Nella fascia tra i 35 e i 54 anni, invece, pongono un "body count" accettabile tra tre e dieci e i Millennial tra tre e cinque. Di questa fascia d'età solo il 23% afferma di non dare alcun peso ai vissuti sessuali del partner. Quanto alla Generazione Z, questa risulta essere la più attenta al concetto di body count, che infatti si è diffuso soprattutto negli ultimi tempi: il 42% attribuisce grande importanza alla quantità di partner sessuali della persona con cui ha una relazione.
Da dove arriva il concetto di "body count"?
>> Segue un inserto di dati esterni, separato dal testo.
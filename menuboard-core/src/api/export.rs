//! Menu exports: printable PDF and QR code for a restaurant.

use std::fmt;

use super::client::ApiClient;
use super::error::ApiError;
use crate::models::Id;

#[derive(Debug, Clone, Copy, PartialEq, Eq)]
pub enum ExportKind {
    Pdf,
    Qr,
}

impl ExportKind {
    pub fn path(&self, restaurant: Id) -> String {
        match self {
            ExportKind::Pdf => format!("/api/restaurants/{}/menu_pdf/", restaurant),
            ExportKind::Qr => format!("/api/restaurants/{}/menu_qr/", restaurant),
        }
    }

    /// File name used when the caller gives no output path.
    pub fn default_file_name(&self, restaurant: Id) -> String {
        match self {
            ExportKind::Pdf => format!("menu_{}.pdf", restaurant),
            ExportKind::Qr => format!("menu_qr_{}.png", restaurant),
        }
    }
}

impl fmt::Display for ExportKind {
    fn fmt(&self, f: &mut fmt::Formatter<'_>) -> fmt::Result {
        match self {
            ExportKind::Pdf => write!(f, "menu PDF"),
            ExportKind::Qr => write!(f, "menu QR code"),
        }
    }
}

impl ApiClient {
    pub async fn export(&self, kind: ExportKind, restaurant: Id) -> Result<Vec<u8>, ApiError> {
        self.get_bytes(&kind.path(restaurant)).await.map_err(|e| {
            tracing::error!("Failed to download {}: {}", kind, e);
            e
        })
    }
}
//! Current-restaurant coordinator.
//!
//! Holds which restaurant the owner is working on and fans that choice out
//! to every subscriber (selector header, dashboard). Selecting is purely
//! local; only [`RestaurantSelection::mount`] talks to the API.

use std::sync::Arc;

use tokio::sync::watch;

use super::ResourceStore;
use crate::api::Restaurants;
use crate::models::{Id, Restaurant};

#[derive(Clone)]
pub struct RestaurantSelection {
    restaurants: ResourceStore<Restaurants>,
    selected: Arc<watch::Sender<Option<Id>>>,
}

impl RestaurantSelection {
    pub fn new(restaurants: ResourceStore<Restaurants>) -> Self {
        let (selected, _) = watch::channel(None);
        Self {
            restaurants,
            selected: Arc::new(selected),
        }
    }

    /// Loads the restaurant list and, when the selection is empty or no longer
    /// listed, picks the first restaurant in server order (none if the list is
    /// empty). After a failed load the selection is left as it was.
    pub async fn mount(&self) -> Option<Id> {
        if !self.restaurants.fetch_all().await {
            return self.selected();
        }
        let cached: Vec<Id> = self.restaurants.read(|items| items.iter().map(|r| r.id).collect());
        let first = cached.first().copied();
        self.selected.send_if_modified(|selected| {
            let valid = selected.is_some_and(|id| cached.contains(&id));
            if !valid && *selected != first {
                *selected = first;
                true
            } else {
                false
            }
        });
        self.selected()
    }

    pub fn select(&self, id: Option<Id>) {
        self.selected.send_if_modified(|selected| {
            if *selected == id {
                false
            } else {
                *selected = id;
                true
            }
        });
    }

    pub fn selected(&self) -> Option<Id> {
        *self.selected.borrow()
    }

    /// The selected restaurant, if it is still cached.
    pub fn current(&self) -> Option<Restaurant> {
        self.selected().and_then(|id| self.restaurants.get(id))
    }

    pub fn restaurants(&self) -> &ResourceStore<Restaurants> {
        &self.restaurants
    }

    pub fn subscribe(&self) -> watch::Receiver<Option<Id>> {
        self.selected.subscribe()
    }
}
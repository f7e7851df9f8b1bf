use bigdecimal::BigDecimal;
use serde::{Deserialize, Serialize};

use super::{Id, Upload};
use crate::api::{ApiError, FormData, IntoPayload, Payload};

#[derive(Debug, Clone, Serialize, Deserialize, PartialEq)]
pub struct MenuItem {
    pub id: Id,
    pub name: String,
    #[serde(default)]
    pub description: String,
    /// Decimal price; the API sends it as a string such as `"12.50"`.
    pub price: BigDecimal,
    #[serde(default)]
    pub image: Option<String>,
    pub category: Id,
}

/// Body of `POST /api/menu-items/`.
#[derive(Debug, Clone, Serialize, PartialEq)]
pub struct NewMenuItem {
    pub name: String,
    pub description: String,
    pub price: BigDecimal,
    pub category: Id,
}

impl NewMenuItem {
    pub fn new(name: impl Into<String>, price: BigDecimal, category: Id) -> Self {
        Self {
            name: name.into(),
            description: String::new(),
            price,
            category,
        }
    }

    pub fn with_description(mut self, description: impl Into<String>) -> Self {
        self.description = description.into();
        self
    }
}

impl IntoPayload for NewMenuItem {
    fn into_payload(self) -> Result<Payload, ApiError> {
        Payload::json(&self)
    }
}

/// Body of `PUT /api/menu-items/{id}/`, always sent as multipart form data.
#[derive(Debug, Clone, PartialEq)]
pub struct MenuItemUpdate {
    pub name: String,
    pub description: String,
    pub price: BigDecimal,
    pub category: Id,
    pub image: Option<Upload>,
}

impl From<&MenuItem> for MenuItemUpdate {
    fn from(item: &MenuItem) -> Self {
        Self {
            name: item.name.clone(),
            description: item.description.clone(),
            price: item.price.clone(),
            category: item.category,
            image: None,
        }
    }
}

impl IntoPayload for MenuItemUpdate {
    fn into_payload(self) -> Result<Payload, ApiError> {
        let mut form = FormData::new()
            .text("name", self.name)
            .text("description", self.description)
            .text("price", self.price.to_string())
            .text("category", self.category.to_string());
        if let Some(image) = self.image {
            form = form.file("image", image);
        }
        Ok(Payload::Multipart(form))
    }
}
use std::io;
use std::path::Path;

/// A binary asset (logo or dish photo) attached to a multipart update.
#[derive(Debug, Clone, PartialEq)]
pub struct Upload {
    pub file_name: String,
    pub mime: String,
    pub bytes: Vec<u8>,
}

impl Upload {
    pub fn new(file_name: impl Into<String>, mime: impl Into<String>, bytes: Vec<u8>) -> Self {
        Self {
            file_name: file_name.into(),
            mime: mime.into(),
            bytes,
        }
    }

    /// Reads a file from disk, guessing the content type from its extension.
    pub fn from_path(path: &Path) -> io::Result<Self> {
        let bytes = std::fs::read(path)?;
        let file_name = path
            .file_name()
            .map(|n| n.to_string_lossy().into_owned())
            .unwrap_or_else(|| "upload".to_string());
        let mime = guess_mime(path);
        Ok(Self::new(file_name, mime, bytes))
    }
}

fn guess_mime(path: &Path) -> &'static str {
    let ext = path
        .extension()
        .map(|e| e.to_string_lossy().to_ascii_lowercase())
        .unwrap_or_default();
    match ext.as_str() {
        "png" => "image/png",
        "jpg" | "jpeg" => "image/jpeg",
        "gif" => "image/gif",
        "webp" => "image/webp",
        "svg" => "image/svg+xml",
        _ => "application/octet-stream",
    }
}
use serde::{Deserialize, Serialize};
use std::fmt;
use std::str::FromStr;

/// The fixed icon set a menu category can reference by name.
#[derive(Debug, Clone, Copy, Default, PartialEq, Eq, Serialize, Deserialize)]
#[serde(rename_all = "kebab-case")]
pub enum Icon {
    #[default]
    Utensils,
    Soup,
    Salad,
    Pizza,
    Burger,
    Fish,
    Drumstick,
    Cake,
    IceCream,
    Coffee,
    Wine,
    Beer,
}

impl Icon {
    pub const ALL: [Icon; 12] = [
        Icon::Utensils,
        Icon::Soup,
        Icon::Salad,
        Icon::Pizza,
        Icon::Burger,
        Icon::Fish,
        Icon::Drumstick,
        Icon::Cake,
        Icon::IceCream,
        Icon::Coffee,
        Icon::Wine,
        Icon::Beer,
    ];

    pub fn as_str(&self) -> &'static str {
        match self {
            Icon::Utensils => "utensils",
            Icon::Soup => "soup",
            Icon::Salad => "salad",
            Icon::Pizza => "pizza",
            Icon::Burger => "burger",
            Icon::Fish => "fish",
            Icon::Drumstick => "drumstick",
            Icon::Cake => "cake",
            Icon::IceCream => "ice-cream",
            Icon::Coffee => "coffee",
            Icon::Wine => "wine",
            Icon::Beer => "beer",
        }
    }
}

impl fmt::Display for Icon {
    fn fmt(&self, f: &mut fmt::Formatter<'_>) -> fmt::Result {
        f.write_str(self.as_str())
    }
}

impl FromStr for Icon {
    type Err = String;

    fn from_str(s: &str) -> Result<Self, Self::Err> {
        let wanted = s.trim().to_lowercase();
        Icon::ALL
            .into_iter()
            .find(|icon| icon.as_str() == wanted)
            .ok_or_else(|| {
                let names: Vec<&str> = Icon::ALL.iter().map(Icon::as_str).collect();
                format!(
                    "Invalid icon '{}'. Valid options: {}",
                    s,
                    names.join(", ")
                )
            })
    }
}

#[cfg(test)]
mod tests {
    use super::*;

    #[test]
    fn test_icon_from_str() {
        assert_eq!(Icon::from_str("soup").unwrap(), Icon::Soup);
        assert_eq!(Icon::from_str("ICE-CREAM").unwrap(), Icon::IceCream);
        assert_eq!(Icon::from_str(" wine ").unwrap(), Icon::Wine);
    }

    #[test]
    fn test_icon_from_str_invalid() {
        let err = Icon::from_str("rocket").unwrap_err();
        assert!(err.contains("Valid options"));
        assert!(err.contains("utensils"));
    }

    #[test]
    fn test_icon_serializes_as_kebab_case() {
        assert_eq!(
            serde_json::to_string(&Icon::IceCream).unwrap(),
            "\"ice-cream\""
        );
        for icon in Icon::ALL {
            assert_eq!(Icon::from_str(&icon.to_string()).unwrap(), icon);
        }
    }
}
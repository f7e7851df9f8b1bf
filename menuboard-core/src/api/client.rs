//! HTTP client for the menu API.
//!
//! A thin wrapper over `reqwest`: it resolves paths against the configured
//! base URL, attaches the bearer token read from the [`TokenSource`] on every
//! request, and maps transport failures, non-2xx answers and undecodable
//! bodies to [`ApiError`]. There is no retry or backoff.

use std::fmt;
use std::sync::Arc;

use reqwest::{Method, RequestBuilder, Response};
use serde::de::DeserializeOwned;

use super::error::ApiError;
use super::payload::Payload;
use super::session::TokenSource;

#[derive(Clone)]
pub struct ApiClient {
    inner: Arc<Inner>,
}

struct Inner {
    base_url: String,
    http: reqwest::Client,
    tokens: Arc<dyn TokenSource>,
}

impl fmt::Debug for ApiClient {
    fn fmt(&self, f: &mut fmt::Formatter<'_>) -> fmt::Result {
        f.debug_struct("ApiClient")
            .field("base_url", &self.inner.base_url)
            .finish_non_exhaustive()
    }
}

impl ApiClient {
    pub fn new(base_url: impl Into<String>, tokens: Arc<dyn TokenSource>) -> Self {
        Self::with_http(base_url, tokens, reqwest::Client::new())
    }

    /// Creates a client around an existing `reqwest::Client`.
    pub fn with_http(
        base_url: impl Into<String>,
        tokens: Arc<dyn TokenSource>,
        http: reqwest::Client,
    ) -> Self {
        Self {
            inner: Arc::new(Inner {
                base_url: normalize_base_url(&base_url.into()),
                http,
                tokens,
            }),
        }
    }

    pub fn base_url(&self) -> &str {
        &self.inner.base_url
    }

    /// Builds the absolute URL for an API path such as `/api/restaurants/`.
    pub fn url(&self, path: &str) -> String {
        if path.starts_with('/') {
            format!("{}{}", self.inner.base_url, path)
        } else {
            format!("{}/{}", self.inner.base_url, path)
        }
    }

    pub async fn get_json<T: DeserializeOwned>(&self, path: &str) -> Result<T, ApiError> {
        let url = self.url(path);
        let response = self.execute(self.request(Method::GET, &url), "GET", &url).await?;
        decode(response, &url).await
    }

    /// Sends `payload` with `method` (POST or PUT) and decodes the response.
    pub async fn send<T: DeserializeOwned>(
        &self,
        method: Method,
        path: &str,
        payload: Payload,
    ) -> Result<T, ApiError> {
        let url = self.url(path);
        let builder = self.request(method.clone(), &url);
        let builder = match payload {
            Payload::Json(value) => builder.json(&value),
            Payload::Multipart(form) => builder.multipart(form.into_form()?),
        };
        let response = self.execute(builder, method.as_str(), &url).await?;
        decode(response, &url).await
    }

    pub async fn delete(&self, path: &str) -> Result<(), ApiError> {
        let url = self.url(path);
        self.execute(self.request(Method::DELETE, &url), "DELETE", &url)
            .await?;
        Ok(())
    }

    /// Downloads a binary body (PDF, PNG).
    pub async fn get_bytes(&self, path: &str) -> Result<Vec<u8>, ApiError> {
        let url = self.url(path);
        let response = self.execute(self.request(Method::GET, &url), "GET", &url).await?;
        let bytes = response.bytes().await.map_err(|e| ApiError::Transport {
            url: url.clone(),
            message: e.to_string(),
        })?;
        Ok(bytes.to_vec())
    }

    fn request(&self, method: Method, url: &str) -> RequestBuilder {
        let builder = self.inner.http.request(method, url);
        match self.inner.tokens.token() {
            Some(token) => builder.bearer_auth(token),
            None => builder,
        }
    }

    async fn execute(
        &self,
        builder: RequestBuilder,
        method: &str,
        url: &str,
    ) -> Result<Response, ApiError> {
        tracing::debug!("{} {}", method, url);

        let response = builder.send().await.map_err(|e| ApiError::Transport {
            url: url.to_string(),
            message: e.to_string(),
        })?;

        let status = response.status();
        if !status.is_success() {
            let body = response.text().await.unwrap_or_default();
            return Err(ApiError::Status {
                method: method.to_string(),
                url: url.to_string(),
                status: status.as_u16(),
                body,
            });
        }

        Ok(response)
    }
}

async fn decode<T: DeserializeOwned>(response: Response, url: &str) -> Result<T, ApiError> {
    let bytes = response.bytes().await.map_err(|e| ApiError::Transport {
        url: url.to_string(),
        message: e.to_string(),
    })?;
    serde_json::from_slice(&bytes).map_err(|e| ApiError::Decode {
        url: url.to_string(),
        message: e.to_string(),
    })
}

/// Adds a scheme to bare hosts and drops trailing slashes.
fn normalize_base_url(base_url: &str) -> String {
    let base_url = base_url.trim();
    let with_scheme = if base_url.starts_with("http://") || base_url.starts_with("https://") {
        base_url.to_string()
    } else {
        format!("http://{}", base_url)
    };
    with_scheme.trim_end_matches('/').to_string()
}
Per quanto l'espressione sia ormai piuttosto nota e facile da incontrare sui social, il concetto di body count nasce da un ambiente molto preciso, quello della manosfera e dei divulgatori Incel. È facile sentirlo nominare da podcaster che seguono le orme di Andrew Tate e altri personaggi simili che indottrinano tanti adolescenti maschi convincendoli che, per una donna, assecondare il proprio desiderio sessuale sia problematico. È stato proprio Tate, infatti, a dire che «Il body count è il modo più semplice per giudicare il valore di una donna. Il 99% dei problemi del mondo sarebbe risolto se le donne camminassero per strada con il loro body count tatuato in fronte».
Si va decisamente oltre il semplice slutshaming: ci sono video di ragazzini che dicono di non volere una donna già «usata» da altri, dipingono le coetanee come trofei da vincere, qualora siano ancora integre e loro possano dire di essere i soli ad averle avute (e qui entra in gioco il valore del tutto anacronistico della verginità). Naturalmente tutto questo vale solo per le donne (e nello specifico le donne con cui vale la pena "sistemarsi") perché per gli uomini, invece, è considerato normale fare esperienza. Il body count, così, diventa un parametro per giudicare le ragazze, tanto che anche quelle che hanno body count troppo bassi vengono etichettate come frigide o bacchettone. A mancare è anche in questo caso l'educazione sessuale e affettiva, è un'analisi di come nasca questa paura di relazionarsi con chi ha avuto più esperienze, con la paura del confronto con i partner precedenti, oltre a una critica all'approccio possessivo di tanti ragazzi che finisce per delegittimare la volontà delle donne.